Figure 1:

Schematic representation of the Eph receptors and their ephrin (efn) ligands. Ephrin-A is shown in red, ephrin-B in light brown, EphA receptor in cyan, and EphB receptor in blue. The A class ligands are attached to the cell membrane by a glycosylphosphatidylinositol (GPI) linkage and bind nearly exclusively the A class receptors. On the other hand, the B ligands that bind almost exclusively the B class receptors, contain a transmembrane stretch and a small cytoplasmic domain. The overall structures of the EphA and the EphB receptors are very similar. The ectodomain forms a fairly rigid, rod-like structure that undergoes minimal conformational change upon activation.

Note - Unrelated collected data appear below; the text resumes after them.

//! Stream cursor controller: one pull -> one chunk Interest -> at most one block.
//!
//! The session owns the portal, the cached base name, the read position, the EOF
//! flag and the chunk size learned from responses. Chunk size is per session.

use std::net::TcpStream;

use crate::chunk::{chunk_index_for, extract_block, ChunkSize};
use crate::config::{AccessConfig, ConfigError};
use crate::control::{self, Capabilities, ControlAnswer, ControlError, ControlQuery};
use crate::exchange::fetch_chunk;
use crate::name::{build_base_name, build_chunk_name, Name, NameSegment};
use crate::portal::{FramedPortal, Portal, PortalError, PortalFactory, Timeout};

/// Where the cursor is.
#[derive(Debug, Clone, Copy, PartialEq, Eq)]
pub enum CursorState {
    /// No base name built yet.
    Idle,
    Streaming,
    /// Final chunk consumed; cleared by seek.
    Eof,
}

#[derive(Debug, thiserror::Error)]
pub enum OpenError {
    #[error("config: {0}")]
    Config(#[from] ConfigError),
    #[error("could not create portal: {0}")]
    Portal(#[from] PortalError),
}

/// State of one open stream.
pub struct StreamSession<P: Portal> {
    portal: P,
    location: String,
    prefix: Name,
    command: String,
    trailer: Vec<NameSegment>,
    timeout: Timeout,
    caps: Capabilities,
    base_name: Option<Name>,
    base_name_builds: u32,
    position: u64,
    eof: bool,
    chunk_size: ChunkSize,
}

impl<P: Portal> StreamSession<P> {
    /// Open a stream for `location` (file path, e.g. "a/b/movie.mpg") over `portal`.
    /// Config is read once here.
    pub fn open(portal: P, location: &str, config: &AccessConfig) -> Result<Self, OpenError> {
        let prefix = config.prefix_name().map_err(ConfigError::from)?;
        let chunk_size = config.chunk_size()?;
        log::info!("open [{}]", location);
        Ok(Self {
            portal,
            location: location.to_string(),
            prefix,
            command: config.command.clone(),
            trailer: config.trailer(),
            timeout: config.timeout(),
            caps: config.capabilities(),
            base_name: None,
            base_name_builds: 0,
            position: 0,
            eof: false,
            chunk_size,
        })
    }

    /// Fetch the chunk holding the current position and return the bytes from the
    /// position to the end of that chunk. None: nothing this cycle (error, past the
    /// payload end, or EOF); the host pulls again.
    pub fn pull(&mut self) -> Option<Vec<u8>> {
        if self.eof {
            log::debug!("pull at EOF, pos {}", self.position);
            return None;
        }
        let position = self.position;
        let chunk_size = self.chunk_size;
        let chunk = chunk_index_for(position, chunk_size);

        let builds = &mut self.base_name_builds;
        let base = self.base_name.get_or_insert_with(|| {
            *builds += 1;
            let base = build_base_name(&self.prefix, &self.command, &self.location);
            log::info!("base name = {}", base);
            base
        });
        let name = build_chunk_name(base, chunk, &self.trailer);

        log::debug!("asking portal for pos [{}], chunk [{}]", position, chunk);
        let object = match fetch_chunk(&mut self.portal, name, self.timeout) {
            Ok(object) => object,
            Err(e) => {
                log::error!("pull at pos [{}], chunk [{}]: {}", position, chunk, e);
                return None;
            }
        };

        // The exchange only hands back objects carrying the requested chunk segment.
        let received = object.chunk_number().unwrap_or(chunk);
        let extracted = extract_block(&object.payload, chunk_size, position);
        if let Some(block) = &extracted.block {
            self.position = self.position.saturating_add(block.len() as u64);
            log::debug!("adding {} bytes from chunk {}", block.len(), received);
        }

        let final_chunk = object.final_chunk_number();
        if received >= final_chunk {
            self.eof = true;
            log::info!("EOF at chunk {} (pos {})", received, self.position);
        } else {
            self.eof = false;
            match ChunkSize::new(extracted.payload_size as u64) {
                Some(learned) => {
                    if learned != self.chunk_size {
                        log::debug!("chunk size {} -> {}", self.chunk_size, learned);
                    }
                    self.chunk_size = learned;
                }
                None => log::warn!("empty payload in non-final chunk {}", received),
            }
        }
        extracted.block
    }

    /// Move the cursor. No I/O; the next pull addresses from the new position.
    pub fn seek(&mut self, position: u64) {
        self.position = position;
        self.eof = false;
        log::info!("seek to pos [{}]", position);
    }

    pub fn control(&self, query: ControlQuery) -> Result<ControlAnswer, ControlError> {
        control::answer(&self.caps, query)
    }

    /// Tear down: the base name and the portal are released here.
    pub fn close(self) {
        log::info!(
            "close [{}] at pos {} (base name built {} time(s))",
            self.location,
            self.position,
            self.base_name_builds
        );
    }

    pub fn position(&self) -> u64 {
        self.position
    }

    pub fn is_eof(&self) -> bool {
        self.eof
    }

    pub fn chunk_size(&self) -> ChunkSize {
        self.chunk_size
    }

    pub fn location(&self) -> &str {
        &self.location
    }

    pub fn base_name(&self) -> Option<&Name> {
        self.base_name.as_ref()
    }

    pub fn base_name_builds(&self) -> u32 {
        self.base_name_builds
    }

    pub fn state(&self) -> CursorState {
        if self.eof {
            CursorState::Eof
        } else if self.base_name.is_none() {
            CursorState::Idle
        } else {
            CursorState::Streaming
        }
    }
}

/// Open a stream over a TCP portal to the configured forwarder.
pub fn open_tcp(
    location: &str,
    config: &AccessConfig,
) -> Result<StreamSession<FramedPortal<TcpStream>>, OpenError> {
    config.validate()?;
    let factory = PortalFactory::new(config.credentials.clone())?;
    let portal = factory.connect(config.forwarder.as_str())?;
    StreamSession::open(portal, location, config)
}

#[cfg(test)]
mod tests {
    use super::*;
    use crate::portal::testing::ScriptedPortal;
    use crate::protocol::{ContentObject, Interest, Message, ReturnCode};

    const PATH: &str = "a/b/movie.mpg";

    fn base() -> Name {
        Name::parse_uri("ccnx:/ccnx/tutorial/fetch/a/b/movie.mpg").unwrap()
    }

    fn object(chunk: u64, final_chunk: u64, len: usize) -> Message {
        Message::ContentObject(ContentObject {
            name: build_chunk_name(&base(), chunk, &[]),
            final_chunk: Some(final_chunk),
            payload: (0..len).map(|i| i as u8).collect(),
        })
    }

    fn session(replies: Vec<Message>) -> StreamSession<ScriptedPortal> {
        let mut portal = ScriptedPortal::default();
        for r in replies {
            portal.reply(r);
        }
        StreamSession::open(portal, PATH, &AccessConfig::default()).unwrap()
    }

    fn sent_chunks(s: &StreamSession<ScriptedPortal>) -> Vec<u64> {
        s.portal
            .sent
            .iter()
            .map(|i| i.name.chunk_number().unwrap())
            .collect()
    }

    #[test]
    fn first_pull_end_to_end() {
        let mut s = session(vec![object(0, 9, 1200)]);
        assert_eq!(s.state(), CursorState::Idle);
        let block = s.pull().unwrap();
        assert_eq!(block.len(), 1200);
        assert_eq!(s.position(), 1200);
        assert_eq!(s.state(), CursorState::Streaming);
        assert_eq!(s.chunk_size().get(), 1200);
        assert_eq!(
            s.portal.sent[0].name.to_string(),
            "ccnx:/ccnx/tutorial/fetch/a/b/movie.mpg/Chunk=0/F50/L4"
        );
    }

    #[test]
    fn learns_chunk_size_for_next_pull() {
        let mut s = session(vec![object(0, 9, 1000), object(1, 9, 1000)]);
        assert_eq!(s.pull().unwrap().len(), 1000);
        assert_eq!(s.chunk_size().get(), 1000);
        assert_eq!(s.pull().unwrap().len(), 1000);
        assert_eq!(s.position(), 2000);
        assert_eq!(sent_chunks(&s), vec![0, 1]);
    }

    #[test]
    fn mid_chunk_position_after_seek() {
        let mut s = session(vec![object(2, 9, 1200)]);
        s.seek(2500);
        let block = s.pull().unwrap();
        assert_eq!(block.len(), 1100);
        assert_eq!(block[0], 100u8);
        assert_eq!(s.position(), 3600);
        assert_eq!(sent_chunks(&s), vec![2]);
    }

    #[test]
    fn final_chunk_sets_eof_and_stays() {
        let mut s = session(vec![object(9, 9, 300)]);
        s.seek(9 * 1200);
        assert_eq!(s.pull().unwrap().len(), 300);
        assert!(s.is_eof());
        assert_eq!(s.state(), CursorState::Eof);
        // Final chunk does not teach a chunk size.
        assert_eq!(s.chunk_size().get(), 1200);

        assert_eq!(s.pull(), None);
        assert_eq!(s.pull(), None);
        assert!(s.is_eof());
        assert_eq!(s.portal.sent.len(), 1);
    }

    #[test]
    fn seek_clears_eof_without_io() {
        let mut s = session(vec![object(0, 0, 10)]);
        assert_eq!(s.pull().unwrap().len(), 10);
        assert!(s.is_eof());
        s.seek(0);
        assert!(!s.is_eof());
        assert_eq!(s.position(), 0);
        assert_eq!(s.state(), CursorState::Streaming);
        assert_eq!(s.portal.sent.len(), 1);
        assert_eq!(s.portal.receives, 1);
    }

    #[test]
    fn position_past_short_final_chunk_yields_nothing() {
        let mut s = session(vec![object(9, 9, 300)]);
        s.seek(9 * 1200 + 500);
        assert_eq!(s.pull(), None);
        assert!(s.is_eof());
        assert_eq!(s.position(), 9 * 1200 + 500);
    }

    #[test]
    fn send_failure_yields_nothing_and_next_pull_retries() {
        let mut s = session(vec![object(0, 9, 1200)]);
        s.portal.fail_sends = true;
        assert_eq!(s.pull(), None);
        assert_eq!(s.position(), 0);
        assert!(!s.is_eof());
        s.portal.fail_sends = false;
        assert_eq!(s.pull().unwrap().len(), 1200);
        assert_eq!(sent_chunks(&s), vec![0]);
    }

    #[test]
    fn unexpected_or_missing_reply_yields_nothing() {
        let mut s = session(vec![Message::InterestReturn {
            interest: Interest::new(build_chunk_name(&base(), 0, &AccessConfig::default().trailer())),
            code: ReturnCode::NoRoute,
        }]);
        assert_eq!(s.pull(), None);
        assert_eq!(s.pull(), None); // portal has nothing left
        assert_eq!(s.position(), 0);
        assert!(!s.is_eof());
        assert_eq!(s.portal.sent.len(), 2);
    }

    #[test]
    fn base_name_built_once() {
        let replies = (0..5).map(|c| object(c, 9, 1200)).collect();
        let mut s = session(replies);
        for _ in 0..5 {
            assert!(s.pull().is_some());
        }
        s.seek(0);
        assert_eq!(s.base_name_builds(), 1);
        assert_eq!(s.base_name(), Some(&base()));
        assert_eq!(sent_chunks(&s), vec![0, 1, 2, 3, 4]);
        for interest in &s.portal.sent {
            assert!(interest.name.starts_with(&base()));
        }
    }

    #[test]
    fn chunk_size_is_per_session() {
        let mut a = session(vec![object(0, 9, 1000)]);
        let b = session(vec![]);
        a.pull().unwrap();
        assert_eq!(a.chunk_size().get(), 1000);
        assert_eq!(b.chunk_size().get(), 1200);
    }

    #[test]
    fn empty_non_final_payload_keeps_chunk_size() {
        let mut s = session(vec![object(0, 9, 0)]);
        assert_eq!(s.pull(), None);
        assert_eq!(s.chunk_size().get(), 1200);
        assert!(!s.is_eof());
    }

    #[test]
    fn stale_chunk_size_self_corrects() {
        // Learned 1000, then a seek lands in content served in 1200-byte chunks.
        let mut s = session(vec![object(0, 9, 1000), object(2, 9, 1200), object(2, 9, 1200)]);
        s.pull().unwrap();
        s.seek(2400);
        // Addressed with stale size: chunk 2, offset 400.
        assert_eq!(s.pull().unwrap().len(), 800);
        assert_eq!(s.chunk_size().get(), 1200);
        assert_eq!(s.position(), 3200);
        // Next pull addresses with the corrected size.
        assert_eq!(s.pull().unwrap().len(), 400);
        assert_eq!(sent_chunks(&s), vec![0, 2, 2]);
    }

    #[test]
    fn control_uses_config_read_at_open() {
        let config = AccessConfig {
            seekable: false,
            ..AccessConfig::default()
        };
        let s = StreamSession::open(ScriptedPortal::default(), PATH, &config).unwrap();
        assert_eq!(s.control(ControlQuery::CanSeek), Ok(ControlAnswer::Bool(false)));
        assert_eq!(s.control(ControlQuery::CanPause), Ok(ControlAnswer::Bool(true)));
        assert!(s.control(ControlQuery::GetMeta).is_err());
    }

    #[test]
    fn open_rejects_zero_chunk_size() {
        let config = AccessConfig {
            initial_chunk_size: 0,
            ..AccessConfig::default()
        };
        let r = StreamSession::open(ScriptedPortal::default(), PATH, &config);
        assert!(matches!(r, Err(OpenError::Config(ConfigError::ZeroChunkSize))));
    }

    #[test]
    fn custom_trailer_segments() {
        let config = AccessConfig {
            trailer_segments: vec!["F30".into()],
            ..AccessConfig::default()
        };
        let mut portal = ScriptedPortal::default();
        portal.reply(object(0, 9, 1200));
        let mut s = StreamSession::open(portal, PATH, &config).unwrap();
        s.pull().unwrap();
        assert_eq!(
            s.portal.sent[0].name.to_string(),
            "ccnx:/ccnx/tutorial/fetch/a/b/movie.mpg/Chunk=0/F30"
        );
        s.close();
    }
    #[test]
    fn reply_for_other_chunk_is_not_delivered() {
        // A late reply for chunk 3 is queued ahead of the answer for chunk 0.
        let mut s = session(vec![object(3, 9, 1200), object(0, 9, 1200)]);
        let block = s.pull().unwrap();
        assert_eq!(block[..4], [0, 1, 2, 3]);
        assert_eq!(s.position(), 1200);
        assert_eq!(s.portal.receives, 2);
    }

    #[test]
    fn only_other_chunks_yield_nothing() {
        let mut s = session(vec![object(4, 9, 1200)]);
        assert_eq!(s.pull(), None);
        assert_eq!(s.position(), 0);
        assert_eq!(s.chunk_size().get(), 1200);
    }

    #[test]
    fn position_saturates_at_end_of_range() {
        let start = u64::MAX - 10;
        let chunk = chunk_index_for(start, ChunkSize::default());
        let mut s = session(vec![object(chunk, chunk + 1, 1200)]);
        s.seek(start);
        let block = s.pull().unwrap();
        assert_eq!(block.len(), 1200 - (start % 1200) as usize);
        assert_eq!(s.position(), u64::MAX);
    }
}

Ligand binding causes a clustering of the Eph receptors, leading to the opening of an activation loop, and a subsequent tyrosine phosphorylation (shown in green) of the kinase domain. SAM domain offers a docking surface for downstream signaling and is reported to be involved in receptor oligomerization (Shi et al., 2017). RBD, Receptor-Binding Domain; LBD, Ligand-Binding Domain; CRD, Cysteine-Rich Domain; FN, Fibronectin III domain; Y-P, Phospho-Tyrosine; SAM, Sterile Alpha Motif.